Elles font de belles pommettes, affinent le visage et la taille, blanchissent les dents. Les applications de retouche sont nombreuses sur les réseaux sociaux. Lina*, 15 ans, les utilise peu. Elle joue parfois avec des filtres de luminosité pour avoir un meilleur teint et se sert d’un stylo correcteur pour supprimer ses boutons. "Je ne comprends pas pourquoi certaines personnes se modifient autant. Retoucher un peu, oui, mais pas entièrement", assure-t-elle. Mais bien qu’elle ait du recul, le filtre peut faire des dégâts. On appelle ça la dysmorphobie, l’obsession d’un défaut physique léger voire inexistant, qu’on perçoit de manière démesurée.

"Si on me demandait d’arrêter, je ne publierais plus aucune photo"

"Quand je me regarde à travers un filtre, je me dis que je suis super belle. Quand on revient à la réalité, je dirais qu’on est déçu de soi-même. Mes sourcils ne sont pas parfaits, mes lèvres ont un problème. J’ai un bouton là, mon teint de peau est moins beau que ce que je pensais… On se voit et on se dit : mais pourquoi est-ce que je n’ai pas un filtre tout le temps sur moi ?", raconte l’adolescente. 

Pour elle, pas question de publier des selfies sans retouches : "si on me demandait d’arrêter du jour au lendemain, je ne publierais plus aucune photo", reconnaît-elle. "Par peur du jugement des autres et de la méchanceté dans les commentaires… On ne sait jamais."

Une dysmorphophobie banale à l’adolescence…

Déprécier ou rejeter certaines parties de son corps, c’est normal, estime le Docteur Dominique-Adèle Cassuto. "Les adolescents sont en pleine construction et ils sont dans une période de dysmorphophobie banale et transitoire", explique-t-elle. "C'est naturel de ne pas comprendre, de ne pas aimer certaines parties de son corps parce que ça se modifie très vite et qu’on a envie de ressembler un peu à tout le monde.
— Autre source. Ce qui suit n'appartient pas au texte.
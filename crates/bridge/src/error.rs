use std::{error::Error as StdError, time::Duration};

/// Crate-wide result type for bridge operations.
pub type Result<T> = std::result::Result<T, Error>;

/// Typed bridge errors.
///
/// The first group is fatal at startup, the rest are per-message failures
/// that handlers log and swallow.
#[derive(Debug, thiserror::Error)]
pub enum Error {
    /// The hub credential sees no workspace at all.
    #[error("no hub workspace is visible to the bot; invite it to exactly one server")]
    NoWorkspace,

    /// The hub credential sees more than one workspace.
    #[error("bot is running on {count} servers ({}); refusing to guess which one to manage", names.join(", "))]
    MultipleWorkspaces { count: usize, names: Vec<String> },

    /// A scaffolding channel could not be created.
    #[error("failed to create required channel '{name}': {source}")]
    StructureSync {
        name: String,
        #[source]
        source: Box<Error>,
    },

    /// A category that structure sync guarantees is missing.
    #[error("required category '{name}' does not exist in the workspace")]
    MissingCategory { name: String },

    /// No live conversation matches a channel topic.
    #[error("chat '{name}' not found")]
    ConversationNotFound { name: String },

    /// A platform round trip exceeded its deadline.
    #[error("{operation} timed out after {after:?}")]
    Timeout {
        operation: &'static str,
        after: Duration,
    },

    /// An SDK event stream ended.
    #[error("{stream} event stream closed")]
    StreamClosed { stream: &'static str },

    /// Wrapped source error from a platform SDK.
    #[error("{context}: {source}")]
    External {
        context: String,
        #[source]
        source: Box<dyn StdError + Send + Sync>,
    },
}

impl Error {
    #[must_use]
    pub fn external(
        context: impl Into<String>,
        source: impl StdError + Send + Sync + 'static,
    ) -> Self {
        Self::External {
            context: context.into(),
            source: Box::new(source),
        }
    }

    #[must_use]
    pub fn structure_sync(name: impl Into<String>, source: Error) -> Self {
        Self::StructureSync {
            name: name.into(),
            source: Box::new(source),
        }
    }

    /// Whether this error must halt relay activation.
    #[must_use]
    pub fn is_fatal(&self) -> bool {
        matches!(
            self,
            Self::NoWorkspace | Self::MultipleWorkspaces { .. } | Self::StructureSync { .. }
        )
    }
}

/// Run a platform round trip under a deadline.
pub async fn with_timeout<T, F>(operation: &'static str, after: Duration, fut: F) -> Result<T>
where
    F: Future<Output = Result<T>>,
{
    match tokio::time::timeout(after, fut).await {
        Ok(result) => result,
        Err(_) => Err(Error::Timeout { operation, after }),
    }
}

#[cfg(test)]
mod tests {
    use super::*;

    #[test]
    fn fatal_classification() {
        assert!(Error::NoWorkspace.is_fatal());
        assert!(
            Error::MultipleWorkspaces {
                count: 2,
                names: vec!["a".into(), "b".into()],
            }
            .is_fatal()
        );
        assert!(Error::structure_sync("main", Error::NoWorkspace).is_fatal());
        assert!(
            !Error::ConversationNotFound {
                name: "Alice".into()
            }
            .is_fatal()
        );
    }

    #[test]
    fn multiple_workspaces_message_lists_names() {
        let err = Error::MultipleWorkspaces {
            count: 2,
            names: vec!["home".into(), "work".into()],
        };
        assert_eq!(
            err.to_string(),
            "bot is running on 2 servers (home, work); refusing to guess which one to manage"
        );
    }

    #[tokio::test(start_paused = true)]
    async fn timeout_is_reported() {
        let result: Result<()> = with_timeout("send message", Duration::from_secs(1), async {
            tokio::time::sleep(Duration::from_secs(5)).await;
            Ok(())
        })
        .await;
        assert!(matches!(
            result,
            Err(Error::Timeout {
                operation: "send message",
                ..
            })
        ));
    }
}
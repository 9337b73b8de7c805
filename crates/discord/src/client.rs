//! Gateway client lifecycle.

use std::sync::Arc;

use {
    parley_bridge::HubEvent,
    parley_config::DiscordConfig,
    secrecy::ExposeSecret,
    serenity::{Client, gateway::ShardManager},
    tokio::{sync::mpsc, task::JoinHandle},
    tracing::{error, info},
};

use crate::{error::Result, handler::DiscordHandler, hub::DiscordHub};

/// A running Discord gateway connection.
pub struct DiscordConnection {
    pub hub: Arc<DiscordHub>,
    shard_manager: Arc<ShardManager>,
    task: JoinHandle<()>,
}

impl DiscordConnection {
    /// Close every shard and wait for the gateway task to finish.
    pub async fn shutdown(self) {
        self.shard_manager.shutdown_all().await;
        if let Err(e) = self.task.await {
            error!(error = %e, "discord gateway task panicked");
        }
    }
}

/// Build the serenity client and run the gateway in a background task.
///
/// Gateway events are forwarded to `events`; the first one is
/// [`HubEvent::Ready`] once the bot is logged in.
pub async fn start(config: &DiscordConfig, events: mpsc::Sender<HubEvent>) -> Result<DiscordConnection> {
    let handler = DiscordHandler::new(events);
    let mut client = Client::builder(config.token.expose_secret(), DiscordHandler::intents())
        .event_handler(handler)
        .await?;

    let hub = Arc::new(DiscordHub::new(Arc::clone(&client.http)));
    let shard_manager = Arc::clone(&client.shard_manager);

    let task = tokio::spawn(async move {
        info!("connecting to discord gateway");
        if let Err(e) = client.start().await {
            error!(error = %e, "discord gateway stopped");
        }
    });

    Ok(DiscordConnection {
        hub,
        shard_manager,
        task,
    })
}
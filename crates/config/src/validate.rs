//! Configuration validation engine.
//!
//! Detects unknown or misspelled keys in the raw file and checks the
//! resolved values the bridge cannot run without.

use std::{
    collections::HashMap,
    fmt,
    path::{Path, PathBuf},
};

use secrecy::ExposeSecret;

use crate::{env_subst::substitute_env, loader, schema::ParleyConfig};

/// Severity level for a diagnostic.
#[derive(Debug, Clone, Copy, PartialEq, Eq, PartialOrd, Ord)]
pub enum Severity {
    Error,
    Warning,
    Info,
}

impl fmt::Display for Severity {
    fn fmt(&self, f: &mut fmt::Formatter<'_>) -> fmt::Result {
        match self {
            Self::Error => write!(f, "error"),
            Self::Warning => write!(f, "warning"),
            Self::Info => write!(f, "info"),
        }
    }
}

/// A single validation diagnostic.
#[derive(Debug, Clone)]
pub struct Diagnostic {
    pub severity: Severity,
    /// Category: "syntax", "unknown-field", "type-error", "missing", "invalid"
    pub category: &'static str,
    /// Dotted path, e.g. "whatsapp.sidecar_url"
    pub path: String,
    pub message: String,
}

impl fmt::Display for Diagnostic {
    fn fmt(&self, f: &mut fmt::Formatter<'_>) -> fmt::Result {
        if self.path.is_empty() {
            write!(f, "{}: {}", self.severity, self.message)
        } else {
            write!(f, "{}: {}: {}", self.severity, self.path, self.message)
        }
    }
}

/// Result of validating a configuration file.
#[derive(Debug, Clone, Default)]
pub struct ValidationResult {
    pub diagnostics: Vec<Diagnostic>,
    pub config_path: Option<PathBuf>,
}

impl ValidationResult {
    /// Returns `true` if any diagnostic is an error.
    #[must_use]
    pub fn has_errors(&self) -> bool {
        self.diagnostics
            .iter()
            .any(|d| d.severity == Severity::Error)
    }

    /// Count diagnostics by severity.
    #[must_use]
    pub fn count(&self, severity: Severity) -> usize {
        self.diagnostics
            .iter()
            .filter(|d| d.severity == severity)
            .count()
    }

    pub fn extend(&mut self, other: ValidationResult) {
        self.diagnostics.extend(other.diagnostics);
    }
}

// ── Schema tree for unknown-field detection ─────────────────────────────────

enum KnownKeys {
    Struct(HashMap<&'static str, KnownKeys>),
    Leaf,
}

/// Mirrors every field in `schema.rs`.
fn build_schema_map() -> KnownKeys {
    use KnownKeys::{Leaf, Struct};

    Struct(HashMap::from([
        ("discord", Struct(HashMap::from([("token", Leaf)]))),
        (
            "whatsapp",
            Struct(HashMap::from([
                ("sidecar_url", Leaf),
                ("session", Leaf),
                ("auth_dir", Leaf),
            ])),
        ),
        (
            "bridge",
            Struct(HashMap::from([("request_timeout_secs", Leaf)])),
        ),
    ]))
}

// ── Levenshtein distance ────────────────────────────────────────────────────

fn levenshtein(a: &str, b: &str) -> usize {
    let a: Vec<char> = a.chars().collect();
    let b: Vec<char> = b.chars().collect();
    if a.is_empty() {
        return b.len();
    }
    if b.is_empty() {
        return a.len();
    }

    let mut prev: Vec<usize> = (0..=b.len()).collect();
    let mut curr = vec![0; b.len() + 1];

    for (i, ca) in a.iter().enumerate() {
        curr[0] = i + 1;
        for (j, cb) in b.iter().enumerate() {
            let cost = usize::from(ca != cb);
            curr[j + 1] = (prev[j] + cost).min(prev[j + 1] + 1).min(curr[j] + 1);
        }
        std::mem::swap(&mut prev, &mut curr);
    }
    prev[b.len()]
}

/// Closest candidate within `max_distance` edits, if any.
fn suggest<'a>(needle: &str, candidates: &[&'a str], max_distance: usize) -> Option<&'a str> {
    let mut best: Option<(&'a str, usize)> = None;
    for &candidate in candidates {
        let d = levenshtein(needle, candidate);
        if d > 0 && d <= max_distance && best.as_ref().is_none_or(|(_, bd)| d < *bd) {
            best = Some((candidate, d));
        }
    }
    best.map(|(s, _)| s)
}

// ── Core validation ─────────────────────────────────────────────────────────

/// Validate a config file at the given path, or the discovered one if
/// `path` is `None`.
#[must_use]
pub fn validate(path: Option<&Path>) -> ValidationResult {
    let config_path = match path {
        Some(p) => Some(p.to_path_buf()),
        None => loader::find_config_file(),
    };

    let Some(actual_path) = config_path else {
        return ValidationResult {
            diagnostics: vec![Diagnostic {
                severity: Severity::Info,
                category: "missing",
                path: String::new(),
                message: "no config file found; using defaults".into(),
            }],
            config_path: None,
        };
    };

    match std::fs::read_to_string(&actual_path) {
        Ok(content) => {
            let mut result = validate_str(&substitute_env(&content), &actual_path);
            result.config_path = Some(actual_path);
            result
        },
        Err(e) => ValidationResult {
            diagnostics: vec![Diagnostic {
                severity: Severity::Error,
                category: "syntax",
                path: String::new(),
                message: format!("failed to read config file: {e}"),
            }],
            config_path: Some(actual_path),
        },
    }
}

/// Validate raw config text; the format is taken from `path`'s extension.
///
/// Only structural checks run here. Value checks belong to
/// [`check_config`], after environment overrides have been applied.
#[must_use]
pub fn validate_str(raw: &str, path: &Path) -> ValidationResult {
    let mut diagnostics = Vec::new();

    let value = match loader::parse_config_value(raw, path) {
        Ok(v) => v,
        Err(e) => {
            diagnostics.push(Diagnostic {
                severity: Severity::Error,
                category: "syntax",
                path: String::new(),
                message: format!("syntax error: {e}"),
            });
            return ValidationResult {
                diagnostics,
                config_path: None,
            };
        },
    };

    check_unknown_fields(&value, &build_schema_map(), "", &mut diagnostics);

    if let Err(e) = serde_json::from_value::<ParleyConfig>(value) {
        diagnostics.push(Diagnostic {
            severity: Severity::Error,
            category: "type-error",
            path: String::new(),
            message: format!("type error: {e}"),
        });
    }

    ValidationResult {
        diagnostics,
        config_path: None,
    }
}

/// Check the resolved values the bridge needs to start.
#[must_use]
pub fn check_config(config: &ParleyConfig) -> ValidationResult {
    let mut diagnostics = Vec::new();

    if config.discord.token.expose_secret().trim().is_empty() {
        diagnostics.push(Diagnostic {
            severity: Severity::Error,
            category: "missing",
            path: "discord.token".into(),
            message: format!(
                "discord bot token is empty; set it in the config file or {}",
                loader::ENV_DISCORD_TOKEN
            ),
        });
    }

    let url = config.whatsapp.sidecar_url.as_str();
    if !(url.starts_with("ws://") || url.starts_with("wss://")) {
        diagnostics.push(Diagnostic {
            severity: Severity::Error,
            category: "invalid",
            path: "whatsapp.sidecar_url".into(),
            message: format!("sidecar url must start with ws:// or wss://, got \"{url}\""),
        });
    }

    if config.whatsapp.session.trim().is_empty() {
        diagnostics.push(Diagnostic {
            severity: Severity::Warning,
            category: "invalid",
            path: "whatsapp.session".into(),
            message: "session name is empty; the sidecar will pick its own".into(),
        });
    }

    if config.bridge.request_timeout_secs == 0 {
        diagnostics.push(Diagnostic {
            severity: Severity::Error,
            category: "invalid",
            path: "bridge.request_timeout_secs".into(),
            message: "request timeout must be greater than zero".into(),
        });
    }

    ValidationResult {
        diagnostics,
        config_path: None,
    }
}

fn check_unknown_fields(
    value: &serde_json::Value,
    schema: &KnownKeys,
    prefix: &str,
    diagnostics: &mut Vec<Diagnostic>,
) {
    let (serde_json::Value::Object(table), KnownKeys::Struct(fields)) = (value, schema) else {
        return;
    };
    let known_keys: Vec<&str> = fields.keys().copied().collect();
    for (key, child_value) in table {
        let path = if prefix.is_empty() {
            key.clone()
        } else {
            format!("{prefix}.{key}")
        };
        if let Some(child_schema) = fields.get(key.as_str()) {
            check_unknown_fields(child_value, child_schema, &path, diagnostics);
            continue;
        }
        let level = if prefix.is_empty() {
            " at top level"
        } else {
            ""
        };
        let message = match suggest(key, &known_keys, 3) {
            Some(s) => format!("unknown field{level} (did you mean \"{s}\"?)"),
            None => format!("unknown field{level}"),
        };
        diagnostics.push(Diagnostic {
            severity: Severity::Error,
            category: "unknown-field",
            path,
            message,
        });
    }
}

#[cfg(test)]
#[allow(clippy::unwrap_used, clippy::expect_used)]
mod tests {
    use {super::*, secrecy::Secret};

    fn toml(raw: &str) -> ValidationResult {
        validate_str(raw, Path::new("parley.toml"))
    }

    fn valid_config() -> ParleyConfig {
        let mut cfg = ParleyConfig::default();
        cfg.discord.token = Secret::new("token".into());
        cfg
    }

    #[test]
    fn levenshtein_distances() {
        assert_eq!(levenshtein("hello", "hello"), 0);
        assert_eq!(levenshtein("", "abc"), 3);
        assert_eq!(levenshtein("discrod", "discord"), 2);
        assert_eq!(levenshtein("sesion", "session"), 1);
    }

    #[test]
    fn suggest_ignores_distant_candidates() {
        assert_eq!(suggest("whatsap", &["whatsapp", "discord"], 3), Some("whatsapp"));
        assert_eq!(suggest("zzzzzzzz", &["bridge"], 3), None);
    }

    #[test]
    fn unknown_top_level_key_with_suggestion() {
        let result = toml("[discrod]\ntoken = \"x\"\n");
        let d = result
            .diagnostics
            .iter()
            .find(|d| d.category == "unknown-field" && d.path == "discrod")
            .expect("unknown-field diagnostic");
        assert_eq!(d.severity, Severity::Error);
        assert!(d.message.contains("discord"), "{}", d.message);
    }

    #[test]
    fn unknown_nested_key_with_suggestion() {
        let result = toml("[whatsapp]\nsidecar_ulr = \"ws://x\"\n");
        let d = result
            .diagnostics
            .iter()
            .find(|d| d.path == "whatsapp.sidecar_ulr")
            .expect("unknown-field diagnostic");
        assert!(d.message.contains("sidecar_url"));
    }

    #[test]
    fn yaml_is_checked_like_toml() {
        let result = validate_str("bridge:\n  timeout: 5\n", Path::new("parley.yaml"));
        assert!(
            result
                .diagnostics
                .iter()
                .any(|d| d.path == "bridge.timeout")
        );
    }

    #[test]
    fn syntax_error_detected() {
        let result = toml("[discord\n");
        assert!(result.has_errors());
        assert_eq!(result.diagnostics[0].category, "syntax");
    }

    #[test]
    fn type_error_detected() {
        let result = toml("[bridge]\nrequest_timeout_secs = \"soon\"\n");
        assert!(result.diagnostics.iter().any(|d| d.category == "type-error"));
    }

    #[test]
    fn empty_file_is_structurally_valid() {
        assert!(toml("").diagnostics.is_empty());
    }

    #[test]
    fn valid_config_has_no_diagnostics() {
        assert!(check_config(&valid_config()).diagnostics.is_empty());
    }

    #[test]
    fn empty_token_is_an_error() {
        let result = check_config(&ParleyConfig::default());
        assert!(result.has_errors());
        assert!(result.diagnostics.iter().any(|d| d.path == "discord.token"));
    }

    #[test]
    fn non_websocket_url_is_an_error() {
        let mut cfg = valid_config();
        cfg.whatsapp.sidecar_url = "http://127.0.0.1:9876".into();
        let result = check_config(&cfg);
        assert_eq!(result.count(Severity::Error), 1);
        assert_eq!(result.diagnostics[0].path, "whatsapp.sidecar_url");
    }

    #[test]
    fn zero_timeout_is_an_error() {
        let mut cfg = valid_config();
        cfg.bridge.request_timeout_secs = 0;
        assert!(check_config(&cfg).has_errors());
    }

    #[test]
    fn empty_session_is_only_a_warning() {
        let mut cfg = valid_config();
        cfg.whatsapp.session = String::new();
        let result = check_config(&cfg);
        assert!(!result.has_errors());
        assert_eq!(result.count(Severity::Warning), 1);
    }

    #[test]
    fn missing_explicit_file_is_reported() {
        let result = validate(Some(Path::new("/nonexistent/parley.toml")));
        assert!(result.has_errors());
    }

    #[test]
    fn diagnostic_display_includes_path() {
        let d = Diagnostic {
            severity: Severity::Error,
            category: "invalid",
            path: "bridge.request_timeout_secs".into(),
            message: "bad".into(),
        };
        assert_eq!(d.to_string(), "error: bridge.request_timeout_secs: bad");
    }
}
On quitte son corps d'enfant pour aller dans un corps qu'on ne connaît pas. C'est un peu l'inconnu".

Pour autant, la nutritionniste, aussi auteure d’un livre à destination des adolescents, ne souhaite pas diaboliser TikTok, Instagram et Cie. "Je trouve que les réseaux sociaux font faire aux adolescents plein de choses extraordinaires. C'est une ouverture d'esprit. Grâce à eux, ils apprennent à cuisiner, à jardiner, à voyager, …".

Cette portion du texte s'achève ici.